With equities almost three months removed from the last record, Americans have grown less optimistic that the market will bounce back. For the first time since Donald Trump’s shock election in November 2016, a majority of consumers expect stocks to be lower 12 months from now, according to the latest sentiment reading from the Conference Board.

The survey arrived on the worst day for U.S. equities in three weeks, as rising Treasury yields and weak company forecasts sent the S&P 500 Index lower by 1.8 percent.

It’s a stark turnaround for sentiment compared with January, when a surging stock market pushed optimism to a record in the University of Michigan’s survey.
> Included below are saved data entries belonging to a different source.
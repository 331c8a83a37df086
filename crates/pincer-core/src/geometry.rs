//! Geometric primitives: Point, Size, Rect, and two-finger helpers.

/// Minimum pointer separation (logical px) below which pinch geometry is
/// considered degenerate and must not feed a scale ratio.
pub const MIN_PINCH_DISTANCE: f32 = 1.0;

#[derive(Clone, Copy, Debug, PartialEq, Default)]
pub struct Point {
    pub x: f32,
    pub y: f32,
}

impl Point {
    pub const fn new(x: f32, y: f32) -> Self {
        Self { x, y }
    }

    pub const ZERO: Point = Point { x: 0.0, y: 0.0 };

    pub fn distance_to(&self, other: Point) -> f32 {
        let dx = other.x - self.x;
        let dy = other.y - self.y;
        (dx * dx + dy * dy).sqrt()
    }

    pub fn midpoint(&self, other: Point) -> Point {
        Point {
            x: (self.x + other.x) * 0.5,
            y: (self.y + other.y) * 0.5,
        }
    }
}

#[derive(Clone, Copy, Debug, PartialEq, Default)]
pub struct Size {
    pub width: f32,
    pub height: f32,
}

impl Size {
    pub const fn new(width: f32, height: f32) -> Self {
        Self { width, height }
    }

    pub const ZERO: Size = Size {
        width: 0.0,
        height: 0.0,
    };
}

#[derive(Clone, Copy, Debug, PartialEq, Default)]
pub struct Rect {
    pub x: f32,
    pub y: f32,
    pub width: f32,
    pub height: f32,
}

impl Rect {
    pub const fn new(x: f32, y: f32, width: f32, height: f32) -> Self {
        Self {
            x,
            y,
            width,
            height,
        }
    }

    pub fn from_origin_size(origin: Point, size: Size) -> Self {
        Self {
            x: origin.x,
            y: origin.y,
            width: size.width,
            height: size.height,
        }
    }

    pub fn center(&self) -> Point {
        Point {
            x: self.x + self.width * 0.5,
            y: self.y + self.height * 0.5,
        }
    }

    pub fn translate(&self, dx: f32, dy: f32) -> Self {
        Self {
            x: self.x + dx,
            y: self.y + dy,
            width: self.width,
            height: self.height,
        }
    }

    pub fn contains(&self, point: Point) -> bool {
        point.x >= self.x
            && point.y >= self.y
            && point.x <= self.x + self.width
            && point.y <= self.y + self.height
    }
}

/// Distance between two touch points, or `None` when the separation is too
/// small to produce a stable scale ratio.
pub fn pinch_distance(a: Point, b: Point) -> Option<f32> {
    let dist = a.distance_to(b);
    if dist < MIN_PINCH_DISTANCE {
        None
    } else {
        Some(dist)
    }
}

/// Angle of the segment between two touch points, in radians.
pub fn pinch_angle(a: Point, b: Point) -> f32 {
    (b.y - a.y).atan2(b.x - a.x)
}

#[cfg(test)]
mod tests {
    use super::*;

    #[test]
    fn rect_contains_is_inclusive_of_edges() {
        let rect = Rect::new(10.0, 10.0, 20.0, 20.0);
        assert!(rect.contains(Point::new(10.0, 10.0)));
        assert!(rect.contains(Point::new(30.0, 30.0)));
        assert!(!rect.contains(Point::new(30.1, 30.0)));
    }

    #[test]
    fn rect_center() {
        let rect = Rect::new(0.0, 0.0, 100.0, 50.0);
        assert_eq!(rect.center(), Point::new(50.0, 25.0));
    }

    #[test]
    fn degenerate_pinch_distance_is_rejected() {
        let a = Point::new(5.0, 5.0);
        let b = Point::new(5.0, 5.5);
        assert_eq!(pinch_distance(a, b), None);
        assert!(pinch_distance(a, Point::new(25.0, 5.0)).is_some());
    }

    #[test]
    fn pinch_angle_follows_segment() {
        let a = Point::ZERO;
        assert!((pinch_angle(a, Point::new(10.0, 0.0))).abs() < 1e-6);
        let quarter = pinch_angle(a, Point::new(0.0, 10.0));
        assert!((quarter - std::f32::consts::FRAC_PI_2).abs() < 1e-6);
    }
}
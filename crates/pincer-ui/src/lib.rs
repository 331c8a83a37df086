//! Gesture controllers for Pincer.
//!
//! Each controller composes the foundation primitives (sample stream,
//! classifier, boundary/snap/drop policies) and the settle animator into one
//! interaction: [`Draggable`], [`PinchZoom`], [`SwipeAction`],
//! [`PullToRefresh`].
//!
//! Controllers are single-threaded and event-driven: all state mutation
//! happens synchronously inside `on_pointer_*` handlers and the host-driven
//! `on_frame` tick. No controller shares its transform with another.

mod controller;
mod draggable;
mod pinch_zoom;
mod pull_to_refresh;
mod swipe_action;

pub use controller::*;
pub use draggable::*;
pub use pinch_zoom::*;
pub use pull_to_refresh::*;
pub use swipe_action::*;
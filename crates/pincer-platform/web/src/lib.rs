//! Web input adapter.
//!
//! Translates browser pointer and touch events into [`RawPointer`]s. The
//! browser reports `offset_x`/`offset_y` and touch client coordinates in CSS
//! pixels (logical coordinates already), so no scale-factor division is
//! needed.

use pincer_core::{Point, PointerPhase, RawPointer};

pub struct WebPlatform {
    scale_factor: f64,
}

impl WebPlatform {
    pub fn new(scale_factor: f64) -> Self {
        Self { scale_factor }
    }

    pub fn set_scale_factor(&mut self, factor: f64) {
        self.scale_factor = factor;
    }

    pub fn pointer_position(&self, x: f64, y: f64) -> Point {
        // CSS pixels are logical coordinates; the scale factor is kept only
        // for parity with the desktop adapter's API.
        Point {
            x: x as f32,
            y: y as f32,
        }
    }

    /// Translate a `pointerdown`/`pointermove`/`pointerup`/`pointercancel`
    /// event.
    pub fn pointer_event(&self, event: &web_sys::PointerEvent, phase: PointerPhase) -> RawPointer {
        RawPointer {
            id: event.pointer_id() as u64,
            position: self.pointer_position(event.offset_x() as f64, event.offset_y() as f64),
            phase,
        }
    }

    /// Translate a touch event's changed touches, one raw pointer per
    /// finger, so multi-touch pinches reach the gesture layer. `origin` is
    /// the listening element's client position (touches only carry client
    /// coordinates).
    pub fn touch_event(
        &self,
        event: &web_sys::TouchEvent,
        phase: PointerPhase,
        origin: Point,
    ) -> Vec<RawPointer> {
        let changed = event.changed_touches();
        let mut raw = Vec::with_capacity(changed.length() as usize);
        for index in 0..changed.length() {
            let Some(touch) = changed.get(index) else {
                continue;
            };
            let position = self.pointer_position(
                touch.client_x() as f64 - origin.x as f64,
                touch.client_y() as f64 - origin.y as f64,
            );
            raw.push(RawPointer {
                id: touch.identifier() as u64,
                position,
                phase,
            });
        }
        raw
    }
}

impl Default for WebPlatform {
    fn default() -> Self {
        Self::new(1.0)
    }
}
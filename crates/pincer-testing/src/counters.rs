//! Shared counters and recording ports for controller tests.

use std::cell::{Cell, RefCell};
use std::rc::Rc;

use pincer_core::{Haptics, Renderer, Transform};

/// Cloneable invocation counter for callback hooks.
#[derive(Clone, Default)]
pub struct Counter {
    count: Rc<Cell<usize>>,
}

impl Counter {
    pub fn new() -> Self {
        Self::default()
    }

    pub fn increment(&self) {
        self.count.set(self.count.get() + 1);
    }

    pub fn count(&self) -> usize {
        self.count.get()
    }

    /// A closure that bumps this counter, for wiring into `on_*` hooks.
    pub fn hook(&self) -> impl FnMut() + 'static {
        let counter = self.clone();
        move || counter.increment()
    }
}

/// Haptic port that counts pulses instead of vibrating.
#[derive(Clone, Default)]
pub struct CountingHaptics {
    pulses: Counter,
}

impl CountingHaptics {
    pub fn new() -> Self {
        Self::default()
    }

    pub fn pulses(&self) -> usize {
        self.pulses.count()
    }
}

impl Haptics for CountingHaptics {
    fn vibrate(&self, _duration_ms: u32) {
        self.pulses.increment();
    }
}

/// Renderer that records every applied transform.
#[derive(Clone, Default)]
pub struct RecordingRenderer {
    applied: Rc<RefCell<Vec<Transform>>>,
}

impl RecordingRenderer {
    pub fn new() -> Self {
        Self::default()
    }

    pub fn applied(&self) -> Vec<Transform> {
        self.applied.borrow().clone()
    }

    pub fn last(&self) -> Option<Transform> {
        self.applied.borrow().last().copied()
    }
}

impl Renderer for RecordingRenderer {
    fn apply(&mut self, transform: &Transform) {
        self.applied.borrow_mut().push(*transform);
    }
}
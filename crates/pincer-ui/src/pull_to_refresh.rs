//! Pull-to-refresh controller.

use std::cell::Cell;
use std::rc::Rc;

use pincer_animation::{MotionSpec, SpringAnimator};
use pincer_core::{guard_callback, Point, Transform};
use pincer_foundation::{GestureSession, PointerSampleStream};

use crate::{ControllerPorts, GestureTarget};

/// Finger travel is halved before it moves the indicator.
const PULL_DRAG_FACTOR: f32 = 0.5;

/// Minimum downward travel before a grant becomes a pull.
const PULL_START_EPSILON: f32 = 1.0;

/// Pull-to-refresh lifecycle.
#[derive(Clone, Copy, Debug, PartialEq, Eq)]
pub enum PullState {
    Idle,
    Pulling,
    /// Finger released past the threshold; indicator settling into place.
    Releasing,
    Refreshing,
}

/// Completion handle passed to the `on_refresh` callback.
///
/// Success and failure are both completion: call [`RefreshToken::complete`]
/// either way and the indicator returns to idle. Completing twice is
/// harmless.
#[derive(Clone)]
pub struct RefreshToken {
    completed: Rc<Cell<bool>>,
}

impl RefreshToken {
    pub fn complete(&self) {
        self.completed.set(true);
    }
}

pub struct PullToRefreshConfig {
    /// Pulled distance that arms a refresh on release.
    pub pull_distance: f32,
    /// Hard cap on the pulled distance; progress is reported against this.
    pub max_pull_distance: f32,
    /// Indicator offset held while refreshing.
    pub refreshing_offset: f32,
    pub motion: MotionSpec,
}

impl Default for PullToRefreshConfig {
    fn default() -> Self {
        Self {
            pull_distance: 100.0,
            max_pull_distance: 150.0,
            refreshing_offset: 60.0,
            motion: MotionSpec::default(),
        }
    }
}

impl PullToRefreshConfig {
    fn sanitize(mut self) -> Self {
        if self.pull_distance <= 0.0 || !self.pull_distance.is_finite() {
            log::warn!("pull_distance {} invalid, using default", self.pull_distance);
            self.pull_distance = 100.0;
        }
        if self.max_pull_distance < self.pull_distance {
            log::warn!(
                "max_pull_distance {} below pull_distance, clamping",
                self.max_pull_distance
            );
            self.max_pull_distance = self.pull_distance;
        }
        if self.refreshing_offset < 0.0 {
            self.refreshing_offset = 0.0;
        }
        self
    }
}

#[derive(Default)]
pub struct PullToRefreshCallbacks {
    /// Progress in [0, 1] relative to `max_pull_distance`.
    pub on_pull_progress: Option<Box<dyn FnMut(f32)>>,
    /// The externally supplied refresh operation; complete the token when it
    /// finishes (successfully or not).
    pub on_refresh: Option<Box<dyn FnMut(RefreshToken)>>,
    pub on_state_change: Option<Box<dyn FnMut(PullState)>>,
    /// Entry guard: the scrollable container is at its top edge. Pulls never
    /// start mid-scroll. Defaults to always-true when absent.
    pub at_scroll_top: Option<Box<dyn Fn() -> bool>>,
}

/// Pull-to-refresh gesture controller for a scrollable container's edge
/// indicator.
pub struct PullToRefresh {
    config: PullToRefreshConfig,
    callbacks: PullToRefreshCallbacks,
    ports: ControllerPorts,
    stream: PointerSampleStream,
    session: Option<GestureSession>,
    session_counter: u64,
    state: PullState,
    transform: Transform,
    animator: SpringAnimator,
    /// Set when the current settle animation ends in the refreshing state.
    settle_into_refresh: bool,
    /// Completion flag of the in-flight refresh.
    refresh_done: Option<Rc<Cell<bool>>>,
    /// Threshold-crossing haptic fired for this pull.
    armed: bool,
}

impl PullToRefresh {
    pub fn new(config: PullToRefreshConfig, callbacks: PullToRefreshCallbacks) -> Self {
        Self {
            config: config.sanitize(),
            callbacks,
            ports: ControllerPorts::default(),
            stream: PointerSampleStream::new(),
            session: None,
            session_counter: 0,
            state: PullState::Idle,
            transform: Transform::IDENTITY,
            animator: SpringAnimator::new(),
            settle_into_refresh: false,
            refresh_done: None,
            armed: false,
        }
    }

    pub fn with_ports(mut self, ports: ControllerPorts) -> Self {
        self.ports = ports;
        self
    }

    pub fn state(&self) -> PullState {
        self.state
    }

    pub fn is_refreshing(&self) -> bool {
        matches!(self.state, PullState::Releasing | PullState::Refreshing)
    }

    /// Current indicator offset.
    pub fn pulled(&self) -> f32 {
        self.transform.translate_y
    }

    pub fn transform(&self) -> Transform {
        self.transform
    }

    pub fn on_pointer_down(&mut self, id: u64, position: Point, timestamp_ms: u64) {
        let sample = self.stream.on_down(id, position, timestamp_ms);
        if self.session.is_some() {
            log::debug!("pull grant rejected, session already active");
            return;
        }
        // A refresh in flight swallows new pulls entirely.
        if self.is_refreshing() {
            return;
        }
        let at_top = self
            .callbacks
            .at_scroll_top
            .as_ref()
            .map(|probe| probe())
            .unwrap_or(true);
        if !at_top {
            return;
        }
        self.animator.cancel();
        self.session_counter += 1;
        self.session = Some(GestureSession::new(self.session_counter, sample));
        self.armed = false;
    }

    pub fn on_pointer_move(&mut self, id: u64, position: Point, timestamp_ms: u64) {
        let Some(sample) = self.stream.on_move(id, position, timestamp_ms) else {
            return;
        };
        let Some(session) = self.session.as_mut() else {
            return;
        };
        if sample.id != session.start().id {
            return;
        }
        session.observe(sample);
        let (_, dy) = session.displacement();

        if self.state == PullState::Idle && dy > PULL_START_EPSILON {
            self.set_state(PullState::Pulling);
        }
        if self.state != PullState::Pulling {
            return;
        }

        let pulled = (dy * PULL_DRAG_FACTOR).clamp(0.0, self.config.max_pull_distance);
        self.transform.translate_y = pulled;
        self.ports.apply(&self.transform);

        if !self.armed && pulled >= self.config.pull_distance {
            self.armed = true;
            self.ports.pulse();
        }

        let progress = pulled / self.config.max_pull_distance;
        if let Some(on_pull_progress) = self.callbacks.on_pull_progress.as_mut() {
            guard_callback("on_pull_progress", || on_pull_progress(progress));
        }
    }

    pub fn on_pointer_up(&mut self, id: u64, position: Point, timestamp_ms: u64) {
        if self.stream.on_up(id, position, timestamp_ms).is_none() {
            return;
        }
        if self.session.as_ref().is_some_and(|s| s.start().id != id) {
            return;
        }
        self.resolve_release(false);
    }

    pub fn on_pointer_cancel(&mut self, id: u64, position: Point, timestamp_ms: u64) {
        if self.stream.on_cancel(id, position, timestamp_ms).is_none() {
            return;
        }
        if self.session.as_ref().is_some_and(|s| s.start().id != id) {
            return;
        }
        self.resolve_release(true);
    }

    /// Advance the settle animation and observe refresh completion.
    pub fn on_frame(&mut self, now_ms: u64) {
        if let Some(frame) = self.animator.on_frame(now_ms) {
            self.transform = frame.transform;
            self.ports.apply(&self.transform);
            if frame.done && self.settle_into_refresh {
                self.settle_into_refresh = false;
                self.enter_refreshing();
            }
        }

        if self.state == PullState::Refreshing {
            let done = self
                .refresh_done
                .as_ref()
                .is_some_and(|flag| flag.get());
            if done {
                self.refresh_done = None;
                self.set_state(PullState::Idle);
                self.settle_to(0.0);
            }
        }
    }

    /// Teardown: cancel timers and animations; a pending refresh token is
    /// forgotten.
    pub fn cancel(&mut self) {
        self.animator.cancel();
        self.session = None;
        self.settle_into_refresh = false;
        self.refresh_done = None;
        if self.state != PullState::Idle {
            self.set_state(PullState::Idle);
        }
    }

    fn resolve_release(&mut self, cancelled: bool) {
        let Some(mut session) = self.session.take() else {
            log::debug!("pull release without session dropped");
            return;
        };
        if !session.begin_release() {
            return;
        }
        if self.state != PullState::Pulling {
            return;
        }

        let pulled = self.transform.translate_y;
        if !cancelled && pulled >= self.config.pull_distance {
            self.set_state(PullState::Releasing);
            self.settle_into_refresh = true;
            self.settle_to(self.config.refreshing_offset);
        } else {
            self.set_state(PullState::Idle);
            self.settle_to(0.0);
        }
    }

    fn enter_refreshing(&mut self) {
        self.set_state(PullState::Refreshing);
        let flag = Rc::new(Cell::new(false));
        self.refresh_done = Some(flag.clone());
        let token = RefreshToken { completed: flag };
        if let Some(on_refresh) = self.callbacks.on_refresh.as_mut() {
            guard_callback("on_refresh", || on_refresh(token));
        } else {
            // No refresh operation supplied; nothing to wait for.
            self.refresh_done = None;
            self.set_state(PullState::Idle);
            self.settle_to(0.0);
        }
    }

    fn set_state(&mut self, state: PullState) {
        if self.state == state {
            return;
        }
        self.state = state;
        if let Some(on_state_change) = self.callbacks.on_state_change.as_mut() {
            guard_callback("on_state_change", || on_state_change(state));
        }
    }

    fn settle_to(&mut self, offset: f32) {
        self.animator.animate_to(
            self.transform,
            Transform::translation(0.0, offset),
            self.config.motion,
        );
    }
}

impl GestureTarget for PullToRefresh {
    fn pointer_down(&mut self, id: u64, position: Point, timestamp_ms: u64) {
        self.on_pointer_down(id, position, timestamp_ms);
    }

    fn pointer_move(&mut self, id: u64, position: Point, timestamp_ms: u64) {
        self.on_pointer_move(id, position, timestamp_ms);
    }

    fn pointer_up(&mut self, id: u64, position: Point, timestamp_ms: u64) {
        self.on_pointer_up(id, position, timestamp_ms);
    }

    fn pointer_cancel(&mut self, id: u64, position: Point, timestamp_ms: u64) {
        self.on_pointer_cancel(id, position, timestamp_ms);
    }

    fn frame(&mut self, now_ms: u64) {
        self.on_frame(now_ms);
    }

    fn current_transform(&self) -> Transform {
        self.transform()
    }
}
That release arrived just as volatility spiked and the S&P 500 slumped to its first correction in two years amid angst that rising inflation would force the Federal Reserve to accelerate the pace of rate hikes.

Since then, markets have swung in a wide range as investors assess whether expectations for rising corporate profits will be enough to overcome the threat of trade wars and geopolitical tension. The S&P 500 sank Tuesday as traders digested the 10-year Treasury yield’s foray above the psychologically critical mark of 3 percent for the first time in four years.

“Investors have this understanding that equity markets are at lofty levels and we are in a low-return environment, so as the risk-free rate moves higher, even in a gradual manner, that becomes more of a competitive asset class,” said Chad Morganlander, portfolio manager at Stifel Nicolaus, while cautioning that this metric may not be that useful for market timers to set their watches to.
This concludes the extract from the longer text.